--- Data for the task ---

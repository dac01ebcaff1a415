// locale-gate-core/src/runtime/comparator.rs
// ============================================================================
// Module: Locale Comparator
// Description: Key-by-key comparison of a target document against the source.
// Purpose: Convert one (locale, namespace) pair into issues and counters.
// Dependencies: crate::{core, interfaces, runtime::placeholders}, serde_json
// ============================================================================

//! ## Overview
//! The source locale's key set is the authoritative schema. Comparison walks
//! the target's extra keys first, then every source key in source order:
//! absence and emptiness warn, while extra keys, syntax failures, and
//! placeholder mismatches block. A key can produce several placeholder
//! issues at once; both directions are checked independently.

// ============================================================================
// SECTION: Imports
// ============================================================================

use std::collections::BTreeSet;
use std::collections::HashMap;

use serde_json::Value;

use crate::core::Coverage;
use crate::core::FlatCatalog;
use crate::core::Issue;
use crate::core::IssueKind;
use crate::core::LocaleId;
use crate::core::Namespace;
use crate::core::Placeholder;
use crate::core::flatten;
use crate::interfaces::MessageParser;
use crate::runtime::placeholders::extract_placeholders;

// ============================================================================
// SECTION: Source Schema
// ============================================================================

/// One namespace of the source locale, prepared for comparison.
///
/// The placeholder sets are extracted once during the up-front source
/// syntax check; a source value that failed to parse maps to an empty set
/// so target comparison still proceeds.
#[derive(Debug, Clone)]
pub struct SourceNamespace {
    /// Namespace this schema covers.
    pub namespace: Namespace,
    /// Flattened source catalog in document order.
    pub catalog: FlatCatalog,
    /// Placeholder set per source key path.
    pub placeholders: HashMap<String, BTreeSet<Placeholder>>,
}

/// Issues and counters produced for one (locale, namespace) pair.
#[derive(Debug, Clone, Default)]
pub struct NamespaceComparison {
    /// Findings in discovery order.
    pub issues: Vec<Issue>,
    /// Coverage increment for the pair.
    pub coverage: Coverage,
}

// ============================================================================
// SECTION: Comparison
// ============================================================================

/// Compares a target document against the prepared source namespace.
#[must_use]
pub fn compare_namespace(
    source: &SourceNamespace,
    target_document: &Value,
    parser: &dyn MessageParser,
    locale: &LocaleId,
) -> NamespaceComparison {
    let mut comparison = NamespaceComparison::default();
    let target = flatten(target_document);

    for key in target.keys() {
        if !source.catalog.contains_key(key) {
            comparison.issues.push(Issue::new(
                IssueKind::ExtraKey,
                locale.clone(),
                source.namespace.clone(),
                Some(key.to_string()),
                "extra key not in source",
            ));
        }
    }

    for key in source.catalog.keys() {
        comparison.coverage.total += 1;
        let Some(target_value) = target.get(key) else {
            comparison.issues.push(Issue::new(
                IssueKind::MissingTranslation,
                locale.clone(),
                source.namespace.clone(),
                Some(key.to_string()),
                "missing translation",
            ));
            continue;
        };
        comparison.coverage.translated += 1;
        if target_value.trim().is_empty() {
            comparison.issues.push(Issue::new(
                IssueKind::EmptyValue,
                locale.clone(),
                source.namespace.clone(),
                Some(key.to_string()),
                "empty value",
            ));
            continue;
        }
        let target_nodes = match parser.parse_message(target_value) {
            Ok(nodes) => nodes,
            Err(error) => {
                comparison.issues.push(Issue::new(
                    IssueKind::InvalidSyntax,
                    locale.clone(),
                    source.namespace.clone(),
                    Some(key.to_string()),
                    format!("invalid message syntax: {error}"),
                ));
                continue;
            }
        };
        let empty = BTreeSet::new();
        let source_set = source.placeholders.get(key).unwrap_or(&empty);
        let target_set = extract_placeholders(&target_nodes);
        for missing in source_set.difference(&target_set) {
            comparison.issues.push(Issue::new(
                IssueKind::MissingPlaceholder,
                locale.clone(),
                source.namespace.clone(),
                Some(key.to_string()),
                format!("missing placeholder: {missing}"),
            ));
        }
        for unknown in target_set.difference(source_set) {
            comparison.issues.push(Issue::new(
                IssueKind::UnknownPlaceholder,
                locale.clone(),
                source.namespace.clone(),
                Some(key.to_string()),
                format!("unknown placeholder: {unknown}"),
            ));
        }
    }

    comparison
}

---
--- Data for the task ---

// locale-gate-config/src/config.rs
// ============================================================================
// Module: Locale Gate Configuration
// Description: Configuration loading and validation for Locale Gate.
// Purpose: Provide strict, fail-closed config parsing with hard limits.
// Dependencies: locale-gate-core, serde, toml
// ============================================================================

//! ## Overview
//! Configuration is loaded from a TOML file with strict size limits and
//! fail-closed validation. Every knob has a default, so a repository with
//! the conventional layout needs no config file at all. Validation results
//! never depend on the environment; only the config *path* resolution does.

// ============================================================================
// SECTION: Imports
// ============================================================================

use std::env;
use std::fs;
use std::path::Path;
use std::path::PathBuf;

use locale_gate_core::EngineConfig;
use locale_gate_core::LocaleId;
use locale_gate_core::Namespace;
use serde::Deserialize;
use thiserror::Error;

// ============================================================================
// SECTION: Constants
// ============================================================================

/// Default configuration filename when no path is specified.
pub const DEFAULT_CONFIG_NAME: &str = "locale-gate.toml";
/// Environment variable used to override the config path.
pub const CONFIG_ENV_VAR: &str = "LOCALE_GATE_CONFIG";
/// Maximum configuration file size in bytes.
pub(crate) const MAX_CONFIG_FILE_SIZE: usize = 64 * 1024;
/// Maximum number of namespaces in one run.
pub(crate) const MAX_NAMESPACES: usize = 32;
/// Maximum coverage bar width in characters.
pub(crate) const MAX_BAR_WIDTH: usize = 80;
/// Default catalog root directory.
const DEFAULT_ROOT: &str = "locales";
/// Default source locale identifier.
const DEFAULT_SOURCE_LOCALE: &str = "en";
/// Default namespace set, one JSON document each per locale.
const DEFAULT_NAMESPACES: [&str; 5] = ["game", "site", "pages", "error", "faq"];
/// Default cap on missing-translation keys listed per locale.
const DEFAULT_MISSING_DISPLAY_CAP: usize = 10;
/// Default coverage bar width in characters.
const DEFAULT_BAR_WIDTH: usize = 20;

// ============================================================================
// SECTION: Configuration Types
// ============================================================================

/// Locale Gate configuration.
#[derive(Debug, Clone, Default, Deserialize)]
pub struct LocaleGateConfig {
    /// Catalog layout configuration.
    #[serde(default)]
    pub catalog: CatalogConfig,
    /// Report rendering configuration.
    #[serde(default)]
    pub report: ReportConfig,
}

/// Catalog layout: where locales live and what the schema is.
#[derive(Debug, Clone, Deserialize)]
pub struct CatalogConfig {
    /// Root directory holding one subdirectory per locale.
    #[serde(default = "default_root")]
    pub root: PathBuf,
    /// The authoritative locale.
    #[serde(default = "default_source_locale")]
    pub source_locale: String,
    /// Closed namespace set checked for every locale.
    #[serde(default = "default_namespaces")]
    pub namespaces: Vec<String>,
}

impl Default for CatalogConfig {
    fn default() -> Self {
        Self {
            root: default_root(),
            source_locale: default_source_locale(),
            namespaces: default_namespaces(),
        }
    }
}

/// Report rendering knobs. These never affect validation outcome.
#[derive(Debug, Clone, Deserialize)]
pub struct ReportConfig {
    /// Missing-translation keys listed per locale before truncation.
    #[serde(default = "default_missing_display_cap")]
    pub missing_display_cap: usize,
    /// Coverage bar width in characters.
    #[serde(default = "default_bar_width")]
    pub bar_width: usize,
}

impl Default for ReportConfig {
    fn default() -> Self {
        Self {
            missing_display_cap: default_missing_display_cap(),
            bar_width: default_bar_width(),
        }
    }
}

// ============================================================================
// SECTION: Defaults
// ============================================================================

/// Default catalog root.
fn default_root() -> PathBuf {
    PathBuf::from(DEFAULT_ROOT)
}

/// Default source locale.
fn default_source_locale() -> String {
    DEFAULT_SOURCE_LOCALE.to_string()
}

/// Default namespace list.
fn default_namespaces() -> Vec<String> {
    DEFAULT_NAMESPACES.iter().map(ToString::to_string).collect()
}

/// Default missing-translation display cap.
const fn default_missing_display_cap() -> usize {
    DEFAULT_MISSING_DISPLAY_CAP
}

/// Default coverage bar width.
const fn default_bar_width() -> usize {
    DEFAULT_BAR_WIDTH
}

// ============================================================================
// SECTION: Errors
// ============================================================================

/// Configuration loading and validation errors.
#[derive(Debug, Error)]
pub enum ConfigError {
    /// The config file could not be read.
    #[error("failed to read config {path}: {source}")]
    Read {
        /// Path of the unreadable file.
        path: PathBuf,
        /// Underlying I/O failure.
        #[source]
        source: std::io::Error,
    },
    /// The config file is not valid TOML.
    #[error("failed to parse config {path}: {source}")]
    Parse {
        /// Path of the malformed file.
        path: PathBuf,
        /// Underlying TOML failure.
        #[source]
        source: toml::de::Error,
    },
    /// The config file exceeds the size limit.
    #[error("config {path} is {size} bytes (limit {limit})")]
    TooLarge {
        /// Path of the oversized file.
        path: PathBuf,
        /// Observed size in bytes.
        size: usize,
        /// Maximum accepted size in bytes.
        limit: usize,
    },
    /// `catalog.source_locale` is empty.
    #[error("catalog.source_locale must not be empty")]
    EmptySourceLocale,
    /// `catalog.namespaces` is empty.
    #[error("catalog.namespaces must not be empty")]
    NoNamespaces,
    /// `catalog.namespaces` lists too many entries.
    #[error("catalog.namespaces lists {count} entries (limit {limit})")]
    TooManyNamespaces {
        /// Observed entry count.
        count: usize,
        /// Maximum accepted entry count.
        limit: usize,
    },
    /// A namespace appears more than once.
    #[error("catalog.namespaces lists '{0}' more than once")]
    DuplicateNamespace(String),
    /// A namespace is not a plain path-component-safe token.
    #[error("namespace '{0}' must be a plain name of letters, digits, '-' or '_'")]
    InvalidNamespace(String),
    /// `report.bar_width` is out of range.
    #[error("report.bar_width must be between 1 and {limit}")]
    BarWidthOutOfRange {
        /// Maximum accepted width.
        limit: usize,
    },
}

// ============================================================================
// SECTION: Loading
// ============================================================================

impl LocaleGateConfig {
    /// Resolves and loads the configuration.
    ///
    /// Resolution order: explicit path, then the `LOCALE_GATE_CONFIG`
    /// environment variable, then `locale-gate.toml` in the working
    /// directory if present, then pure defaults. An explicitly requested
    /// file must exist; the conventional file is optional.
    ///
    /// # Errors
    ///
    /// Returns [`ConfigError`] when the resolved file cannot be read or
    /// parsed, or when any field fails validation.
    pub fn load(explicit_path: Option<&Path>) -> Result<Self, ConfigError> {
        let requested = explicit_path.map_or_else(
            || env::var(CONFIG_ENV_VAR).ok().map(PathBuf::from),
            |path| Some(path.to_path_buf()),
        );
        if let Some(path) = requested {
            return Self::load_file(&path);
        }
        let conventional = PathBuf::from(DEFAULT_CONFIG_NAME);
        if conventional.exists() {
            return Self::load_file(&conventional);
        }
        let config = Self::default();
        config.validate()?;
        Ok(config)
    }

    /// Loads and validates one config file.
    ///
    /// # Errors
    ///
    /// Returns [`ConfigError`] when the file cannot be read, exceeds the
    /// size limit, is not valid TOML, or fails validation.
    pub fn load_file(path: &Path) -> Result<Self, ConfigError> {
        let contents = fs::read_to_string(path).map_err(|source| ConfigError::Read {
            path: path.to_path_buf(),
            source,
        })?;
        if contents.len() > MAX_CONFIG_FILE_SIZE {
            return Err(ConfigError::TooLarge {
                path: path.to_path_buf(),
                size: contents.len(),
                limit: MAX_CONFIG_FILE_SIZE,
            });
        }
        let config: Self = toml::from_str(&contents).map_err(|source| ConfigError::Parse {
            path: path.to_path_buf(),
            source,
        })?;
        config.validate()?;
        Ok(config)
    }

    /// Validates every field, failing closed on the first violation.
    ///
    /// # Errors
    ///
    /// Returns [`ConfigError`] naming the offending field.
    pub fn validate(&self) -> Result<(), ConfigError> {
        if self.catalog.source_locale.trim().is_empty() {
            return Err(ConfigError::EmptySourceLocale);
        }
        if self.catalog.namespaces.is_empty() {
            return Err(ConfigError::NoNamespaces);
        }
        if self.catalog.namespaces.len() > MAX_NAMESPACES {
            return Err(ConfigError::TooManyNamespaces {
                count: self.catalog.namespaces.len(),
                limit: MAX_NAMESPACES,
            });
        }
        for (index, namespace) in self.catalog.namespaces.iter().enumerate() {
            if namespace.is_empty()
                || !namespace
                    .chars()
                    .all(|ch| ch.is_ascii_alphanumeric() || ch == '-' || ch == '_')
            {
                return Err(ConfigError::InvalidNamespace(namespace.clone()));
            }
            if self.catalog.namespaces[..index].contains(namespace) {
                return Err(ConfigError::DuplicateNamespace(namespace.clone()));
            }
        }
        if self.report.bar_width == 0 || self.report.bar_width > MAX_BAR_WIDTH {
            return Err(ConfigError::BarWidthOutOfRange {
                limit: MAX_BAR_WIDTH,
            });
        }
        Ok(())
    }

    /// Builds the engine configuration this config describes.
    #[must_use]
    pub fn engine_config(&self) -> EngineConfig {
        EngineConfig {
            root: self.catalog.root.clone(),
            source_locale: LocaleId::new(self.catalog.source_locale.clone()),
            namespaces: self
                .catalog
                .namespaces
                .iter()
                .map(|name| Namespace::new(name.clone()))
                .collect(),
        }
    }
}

---

## Exercise description
Copy word for word the stretch of entries above from the line that has "locale-gate-core, serde, toml" through the line that has "path is specified.", both ends included, and nothing outside it.

## Answer box
// Dependencies: locale-gate-core, serde, toml
// ============================================================================

//! ## Overview
//! Configuration is loaded from a TOML file with strict size limits and
//! fail-closed validation. Every knob has a default, so a repository with
//! the conventional layout needs no config file at all. Validation results
//! never depend on the environment; only the config *path* resolution does.

// ============================================================================
// SECTION: Imports
// ============================================================================

use std::env;
use std::fs;
use std::path::Path;
use std::path::PathBuf;

use locale_gate_core::EngineConfig;
use locale_gate_core::LocaleId;
use locale_gate_core::Namespace;
use serde::Deserialize;
use thiserror::Error;

// ============================================================================
// SECTION: Constants
// ============================================================================

/// Default configuration filename when no path is specified.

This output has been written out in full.